- **Goal of the exercise**
Whenever a line contains the string "accepted", copy it out of the entries.

*** Records for the exercise ***

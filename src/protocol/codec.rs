//! Content-Length framing for DAP streams.
//!
//! Format: `Content-Length: N\r\n\r\n{json}`. Other headers are accepted and
//! ignored; header names are matched case-insensitively.

use std::sync::atomic::{AtomicI64, Ordering};

use tokio::io::{AsyncBufReadExt, AsyncRead, AsyncReadExt, AsyncWrite, AsyncWriteExt, BufReader};

use crate::error::CodecError;

use super::ProtocolMessage;

const CONTENT_LENGTH: &str = "content-length";

/// Largest frame body accepted from a peer.
pub const MAX_FRAME_SIZE: usize = 64 * 1024 * 1024;

/// Serialize a message into a complete frame.
pub fn encode(message: &ProtocolMessage) -> Result<Vec<u8>, CodecError> {
    let body = serde_json::to_vec(message)?;
    let mut frame = format!("Content-Length: {}\r\n\r\n", body.len()).into_bytes();
    frame.extend_from_slice(&body);
    Ok(frame)
}

/// Reads framed messages from a byte stream, buffering partial frames.
pub struct MessageReader<R> {
    reader: BufReader<R>,
}

impl<R: AsyncRead + Unpin> MessageReader<R> {
    pub fn new(reader: R) -> Self {
        Self {
            reader: BufReader::new(reader),
        }
    }

    /// Read the next message.
    ///
    /// Returns `Ok(None)` when the stream ends cleanly between frames.
    pub async fn read_message(&mut self) -> Result<Option<ProtocolMessage>, CodecError> {
        let Some(content_length) = self.read_headers().await? else {
            return Ok(None);
        };

        if content_length > MAX_FRAME_SIZE {
            return Err(CodecError::FrameTooLarge {
                length: content_length,
                limit: MAX_FRAME_SIZE,
            });
        }

        let mut body = vec![0u8; content_length];
        self.reader.read_exact(&mut body).await.map_err(|e| {
            if e.kind() == std::io::ErrorKind::UnexpectedEof {
                CodecError::UnexpectedEof { context: "body" }
            } else {
                CodecError::Io(e)
            }
        })?;

        Ok(Some(serde_json::from_slice(&body)?))
    }

    async fn read_headers(&mut self) -> Result<Option<usize>, CodecError> {
        let mut content_length = None;
        let mut saw_header = false;

        loop {
            let mut line = String::new();
            if self.reader.read_line(&mut line).await? == 0 {
                if saw_header {
                    return Err(CodecError::UnexpectedEof { context: "headers" });
                }
                return Ok(None);
            }

            let line = line.trim_end_matches(['\r', '\n']);
            if line.is_empty() {
                if !saw_header {
                    // Tolerate stray blank lines between frames.
                    continue;
                }
                break;
            }
            saw_header = true;

            let (name, value) =
                line.split_once(':')
                    .ok_or_else(|| CodecError::MalformedHeader {
                        line: line.to_string(),
                    })?;
            if name.trim().eq_ignore_ascii_case(CONTENT_LENGTH) {
                let value = value.trim();
                content_length =
                    Some(
                        value
                            .parse::<usize>()
                            .map_err(|_| CodecError::InvalidContentLength {
                                value: value.to_string(),
                            })?,
                    );
            }
        }

        content_length
            .map(Some)
            .ok_or(CodecError::MissingContentLength)
    }
}

/// Writes whole frames to a byte stream.
///
/// Each frame goes out in a single `write_all` followed by `flush`, so frames
/// written through one writer never interleave.
pub struct MessageWriter<W> {
    writer: W,
}

impl<W: AsyncWrite + Unpin> MessageWriter<W> {
    pub fn new(writer: W) -> Self {
        Self { writer }
    }

    pub async fn write(&mut self, message: &ProtocolMessage) -> Result<(), CodecError> {
        let frame = encode(message)?;
        self.writer.write_all(&frame).await?;
        self.writer.flush().await?;
        Ok(())
    }

    pub fn into_inner(self) -> W {
        self.writer
    }
}

/// Monotonic `seq` source for messages the relay writes itself.
#[derive(Debug)]
pub struct SequenceCounter(AtomicI64);

impl SequenceCounter {
    pub fn new() -> Self {
        Self(AtomicI64::new(1))
    }

    pub fn next(&self) -> i64 {
        self.0.fetch_add(1, Ordering::Relaxed)
    }

    /// Stamp `message` with the next sequence number.
    pub fn stamp(&self, mut message: ProtocolMessage) -> ProtocolMessage {
        message.set_seq(self.next());
        message
    }
}

impl Default for SequenceCounter {
    fn default() -> Self {
        Self::new()
    }
}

*** End of Records for the exercise ***

- **Answer to this exercise**
//! Format: `Content-Length: N\r\n\r\n{json}`. Other headers are accepted and
/// Largest frame body accepted from a peer.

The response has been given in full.